Video lectures can be audited for free, which Reddit users recommend for pure skill-building. The paid subscription unlocks graded assignments and the Macquarie-badged certificate, which LinkedIn-connected learners report attracts recruiter attention. Some learners question whether a monthly Coursera subscription is cost-efficient if the Advanced course quality dip reduces completion motivation.

Real-world use4.5 / 5

Learners consistently report taking skills directly back to their jobs — dashboards, pivot tables, financial modeling, and data cleaning were the most cited workplace wins. The course was designed with business professionals in mind; a Darren Grundy LinkedIn comment called Excel and analytics "ubiquitous" and the specialization "demystifying." Practical utility scores of 4.7/5 from aggregated satisfaction data back this up.

Project quality3.8 / 5

Downloadable workbooks and real-dataset exercises are widely praised in the first three courses. The Advanced course is where project quality dips: multiple reviewers report missing practice files, assessment questions testing content not covered in videos, and insufficient hands-on preparation for the final exam. This gap between instruction and evaluation is the most consistent criticism across all negative reviews.

Content quality4.0 / 5

Solid coverage of the Power BI Desktop surface — Get Data, Power Query, basic modelling, intro DAX, visuals and publishing. Depth stops short of advanced DAX, row-level security and deployment pipelines.

Instructor4.2 / 5

Gini von Courter is one of LinkedIn Learning's most prolific Microsoft instructors with 250+ courses across Office, SharePoint and Power Platform. Reviewers describe her delivery as calm, methodical and enterprise-friendly.

Value for money3.9 / 5

Included in the LinkedIn Learning subscription (~$40/month) and bundled with LinkedIn Premium.
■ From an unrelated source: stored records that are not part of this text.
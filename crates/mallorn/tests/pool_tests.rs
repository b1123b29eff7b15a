//! Holder pooling as seen through values
//!
//! Pools are per thread and every test runs on its own thread, so the
//! counters start from zero in each test.

use mallorn::pool::{self, holder_stats};
use mallorn::*;
use pretty_assertions::assert_eq;

#[test]
fn test_default_chunk_size() {
    assert_eq!(pool::config(), PoolConfig::default());
    let _v = Value::new(1u32);
    let stats = holder_stats::<u32>();
    assert_eq!(stats.live, 1);
    assert_eq!(stats.free, 63);
    assert_eq!(stats.chunks, 1);
}

#[test]
fn test_values_return_holders_on_last_drop() {
    pool::configure(PoolConfig::with_chunk_size(4));
    let a = Value::new(1i16);
    let b = a.clone();
    assert_eq!(holder_stats::<i16>().live, 1);

    drop(a);
    assert_eq!(holder_stats::<i16>().live, 1);
    drop(b);
    assert_eq!(holder_stats::<i16>().live, 0);
    assert_eq!(holder_stats::<i16>().free, 4);
}

#[test]
fn test_pool_grows_in_chunks() {
    pool::configure(PoolConfig::with_chunk_size(8));
    let values: Vec<Value> = (0..20i8).map(Value::from).collect();
    let stats = holder_stats::<i8>();
    assert_eq!(stats.live, 20);
    assert_eq!(stats.chunks, 3);
    assert_eq!(stats.free, 4);
    drop(values);
    assert_eq!(holder_stats::<i8>().free, 24);
}

#[test]
fn test_clone_slot_churn_reuses_cells() {
    pool::configure(PoolConfig::with_chunk_size(2));
    let mut v = Value::new(0u16);
    for i in 1..100u16 {
        *v.access::<u16>().unwrap() = i;
    }
    assert_eq!(v.get::<u16>().unwrap(), 99);
    // One live holder plus at most one in flight during each copy
    assert_eq!(holder_stats::<u16>().chunks, 1);
}

#[test]
fn test_raw_assign_returns_replaced_holder() {
    pool::configure(PoolConfig::with_chunk_size(4));
    let mut a = Value::new(String::from("a"));
    let b = Value::new(String::from("b"));
    a.assign_raw(&b).unwrap();
    assert_eq!(holder_stats::<String>().live, 2);
}

#[test]
fn test_nested_values_release_through_pool() {
    pool::configure(PoolConfig::with_chunk_size(4));
    let nested = Value::array(vec![Value::from(1i64), Value::from(2i64)]);
    assert_eq!(holder_stats::<i64>().live, 2);
    drop(nested);
    assert_eq!(holder_stats::<i64>().live, 0);
    assert_eq!(holder_stats::<Vec<Value>>().live, 0);
}

#[test]
fn test_disabled_pool_still_works() {
    pool::configure(PoolConfig::disabled());
    let a = Value::new(3.5f64);
    let mut b = a.clone();
    *b.access::<f64>().unwrap() = 1.0;
    assert_eq!(a.get::<f64>().unwrap(), 3.5);
    assert_eq!(holder_stats::<f64>().free, 0);
    drop((a, b));
    assert_eq!(holder_stats::<f64>().live, 0);
}

#[test]
fn test_release_free_keeps_live_values() {
    pool::configure(PoolConfig::with_chunk_size(16));
    let keep = Value::new('k');
    drop(Value::new('d'));
    assert_eq!(pool::release_free(), 15);
    assert_eq!(holder_stats::<char>().live, 1);
    assert_eq!(keep.to_string(), "k");
}
//! Core data structures shared by the pipeline stages.

mod forecast;
mod series;

pub use forecast::ForecastRow;
pub use series::{CanonicalPoint, CanonicalSeries};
HN commenters repeatedly flag US public-library access as the cheapest path. Power BI Desktop itself is free.

Practical frameworks3.7 / 5

Coherent walkthrough of the everyday workflow — connect, shape in Power Query, model, write basic DAX, build visuals, publish. Stops short of advanced DAX, time intelligence and dataflows.

Real-world use4.0 / 5

Power BI is the dominant BI tool in Microsoft-heavy enterprises and the common next step after Excel for finance, ops and analyst roles. Maps cleanly onto what a junior analyst builds week one.

Scoring methodology applies identically to every course on the site — see the formula.